Dataset:
==============================

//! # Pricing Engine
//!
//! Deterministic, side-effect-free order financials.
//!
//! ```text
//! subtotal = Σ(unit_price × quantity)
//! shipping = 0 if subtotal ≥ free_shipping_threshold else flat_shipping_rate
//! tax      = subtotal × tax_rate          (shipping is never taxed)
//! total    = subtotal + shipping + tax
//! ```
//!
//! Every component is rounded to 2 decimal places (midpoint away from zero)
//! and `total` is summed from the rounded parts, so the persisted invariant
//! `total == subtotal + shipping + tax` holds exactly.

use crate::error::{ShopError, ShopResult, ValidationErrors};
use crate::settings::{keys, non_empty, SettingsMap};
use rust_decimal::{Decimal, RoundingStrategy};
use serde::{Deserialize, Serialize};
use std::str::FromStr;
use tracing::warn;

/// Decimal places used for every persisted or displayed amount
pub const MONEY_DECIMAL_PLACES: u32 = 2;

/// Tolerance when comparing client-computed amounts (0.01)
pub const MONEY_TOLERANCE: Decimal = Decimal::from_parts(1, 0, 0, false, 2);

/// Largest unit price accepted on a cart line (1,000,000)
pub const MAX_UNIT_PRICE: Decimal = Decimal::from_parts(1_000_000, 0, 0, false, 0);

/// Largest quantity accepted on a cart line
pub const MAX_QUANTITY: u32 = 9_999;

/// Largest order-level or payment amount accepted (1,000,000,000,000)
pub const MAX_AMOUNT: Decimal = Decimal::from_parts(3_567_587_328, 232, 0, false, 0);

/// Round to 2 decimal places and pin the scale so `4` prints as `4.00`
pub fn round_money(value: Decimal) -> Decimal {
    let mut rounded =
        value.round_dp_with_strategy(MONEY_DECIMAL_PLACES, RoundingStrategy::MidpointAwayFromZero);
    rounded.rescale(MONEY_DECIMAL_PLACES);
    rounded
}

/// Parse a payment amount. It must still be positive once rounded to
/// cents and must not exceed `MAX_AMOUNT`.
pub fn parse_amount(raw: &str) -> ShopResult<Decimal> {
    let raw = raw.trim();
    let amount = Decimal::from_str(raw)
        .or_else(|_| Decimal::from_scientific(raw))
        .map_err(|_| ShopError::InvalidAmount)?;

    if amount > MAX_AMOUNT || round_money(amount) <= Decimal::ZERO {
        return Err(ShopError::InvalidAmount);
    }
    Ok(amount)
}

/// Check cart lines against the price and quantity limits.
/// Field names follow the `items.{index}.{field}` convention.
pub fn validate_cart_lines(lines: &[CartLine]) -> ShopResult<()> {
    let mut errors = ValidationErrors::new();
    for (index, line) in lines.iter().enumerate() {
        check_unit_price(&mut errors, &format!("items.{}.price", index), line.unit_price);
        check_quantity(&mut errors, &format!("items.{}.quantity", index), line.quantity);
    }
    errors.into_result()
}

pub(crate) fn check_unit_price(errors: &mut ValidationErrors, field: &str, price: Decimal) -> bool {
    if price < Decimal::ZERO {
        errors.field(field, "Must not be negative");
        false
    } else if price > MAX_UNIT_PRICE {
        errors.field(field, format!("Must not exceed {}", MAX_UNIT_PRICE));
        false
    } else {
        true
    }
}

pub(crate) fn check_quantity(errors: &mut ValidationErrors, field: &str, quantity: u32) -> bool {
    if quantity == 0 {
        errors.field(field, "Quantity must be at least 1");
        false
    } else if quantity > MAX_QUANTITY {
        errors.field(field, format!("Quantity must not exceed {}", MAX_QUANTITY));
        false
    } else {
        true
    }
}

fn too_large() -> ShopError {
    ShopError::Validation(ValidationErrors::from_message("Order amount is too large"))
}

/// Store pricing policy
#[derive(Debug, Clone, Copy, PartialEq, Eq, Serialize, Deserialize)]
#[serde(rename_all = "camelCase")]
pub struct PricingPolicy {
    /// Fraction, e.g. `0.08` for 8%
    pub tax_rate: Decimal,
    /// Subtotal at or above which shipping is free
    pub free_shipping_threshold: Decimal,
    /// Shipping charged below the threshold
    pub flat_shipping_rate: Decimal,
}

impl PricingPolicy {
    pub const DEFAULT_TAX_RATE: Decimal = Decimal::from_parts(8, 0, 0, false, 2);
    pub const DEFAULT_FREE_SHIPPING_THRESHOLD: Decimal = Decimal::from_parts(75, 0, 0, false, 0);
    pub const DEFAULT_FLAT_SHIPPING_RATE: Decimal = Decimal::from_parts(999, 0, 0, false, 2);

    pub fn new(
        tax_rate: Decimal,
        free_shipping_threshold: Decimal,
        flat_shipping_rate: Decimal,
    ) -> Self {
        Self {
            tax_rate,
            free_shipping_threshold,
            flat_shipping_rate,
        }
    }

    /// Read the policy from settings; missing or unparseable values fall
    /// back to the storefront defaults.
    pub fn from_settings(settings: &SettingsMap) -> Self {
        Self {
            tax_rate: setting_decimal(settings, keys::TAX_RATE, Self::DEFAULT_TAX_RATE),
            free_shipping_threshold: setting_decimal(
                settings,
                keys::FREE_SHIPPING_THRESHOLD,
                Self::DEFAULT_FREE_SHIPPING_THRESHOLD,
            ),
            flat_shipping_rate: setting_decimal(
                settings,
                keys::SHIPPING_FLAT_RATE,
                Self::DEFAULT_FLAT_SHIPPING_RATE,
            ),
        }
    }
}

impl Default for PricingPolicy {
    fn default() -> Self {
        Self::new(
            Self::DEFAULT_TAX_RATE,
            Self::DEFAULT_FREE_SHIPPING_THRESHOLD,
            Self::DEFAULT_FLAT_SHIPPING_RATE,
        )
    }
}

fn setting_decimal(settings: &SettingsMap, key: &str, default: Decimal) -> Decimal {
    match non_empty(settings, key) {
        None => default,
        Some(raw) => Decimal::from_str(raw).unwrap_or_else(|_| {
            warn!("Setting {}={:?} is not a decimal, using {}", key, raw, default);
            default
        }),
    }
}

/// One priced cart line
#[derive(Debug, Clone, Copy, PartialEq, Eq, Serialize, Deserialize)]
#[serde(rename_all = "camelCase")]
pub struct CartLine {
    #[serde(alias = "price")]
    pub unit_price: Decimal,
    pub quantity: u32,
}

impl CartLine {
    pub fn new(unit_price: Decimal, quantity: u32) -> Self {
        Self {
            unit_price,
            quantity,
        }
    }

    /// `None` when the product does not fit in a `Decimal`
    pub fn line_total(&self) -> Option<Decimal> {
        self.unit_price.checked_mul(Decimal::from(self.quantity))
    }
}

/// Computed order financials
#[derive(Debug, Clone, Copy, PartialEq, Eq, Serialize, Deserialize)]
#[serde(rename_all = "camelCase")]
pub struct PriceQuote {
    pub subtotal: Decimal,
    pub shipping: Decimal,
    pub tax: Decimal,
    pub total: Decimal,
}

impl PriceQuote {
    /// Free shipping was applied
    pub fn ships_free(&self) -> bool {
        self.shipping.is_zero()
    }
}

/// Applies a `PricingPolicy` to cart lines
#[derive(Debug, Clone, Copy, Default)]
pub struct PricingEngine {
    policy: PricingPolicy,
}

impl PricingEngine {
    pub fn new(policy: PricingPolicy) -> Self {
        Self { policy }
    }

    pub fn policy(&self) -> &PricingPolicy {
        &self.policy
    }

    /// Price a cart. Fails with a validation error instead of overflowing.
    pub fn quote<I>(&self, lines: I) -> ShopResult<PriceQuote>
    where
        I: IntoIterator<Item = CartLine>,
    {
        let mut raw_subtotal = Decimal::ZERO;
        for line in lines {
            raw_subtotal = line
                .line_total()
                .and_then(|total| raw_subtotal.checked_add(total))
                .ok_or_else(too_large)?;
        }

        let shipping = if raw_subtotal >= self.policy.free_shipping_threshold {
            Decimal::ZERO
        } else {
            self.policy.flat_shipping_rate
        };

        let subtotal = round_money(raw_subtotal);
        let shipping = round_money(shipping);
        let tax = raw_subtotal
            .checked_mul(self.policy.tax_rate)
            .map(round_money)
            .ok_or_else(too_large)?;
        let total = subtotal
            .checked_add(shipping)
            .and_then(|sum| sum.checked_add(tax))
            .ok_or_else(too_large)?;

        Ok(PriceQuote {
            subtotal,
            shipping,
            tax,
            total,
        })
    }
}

==============================

What you are asked to do: Everything starting at the line containing "away from zero)" and ending at the line containing "pub const MONEY_TOLERANCE: Decimal" in the records above should be repeated exactly, and only that.

Exercise answer:
//! Every component is rounded to 2 decimal places (midpoint away from zero)
//! and `total` is summed from the rounded parts, so the persisted invariant
//! `total == subtotal + shipping + tax` holds exactly.

use crate::error::{ShopError, ShopResult, ValidationErrors};
use crate::settings::{keys, non_empty, SettingsMap};
use rust_decimal::{Decimal, RoundingStrategy};
use serde::{Deserialize, Serialize};
use std::str::FromStr;
use tracing::warn;

/// Decimal places used for every persisted or displayed amount
pub const MONEY_DECIMAL_PLACES: u32 = 2;

/// Tolerance when comparing client-computed amounts (0.01)
pub const MONEY_TOLERANCE: Decimal = Decimal::from_parts(1, 0, 0, false, 2);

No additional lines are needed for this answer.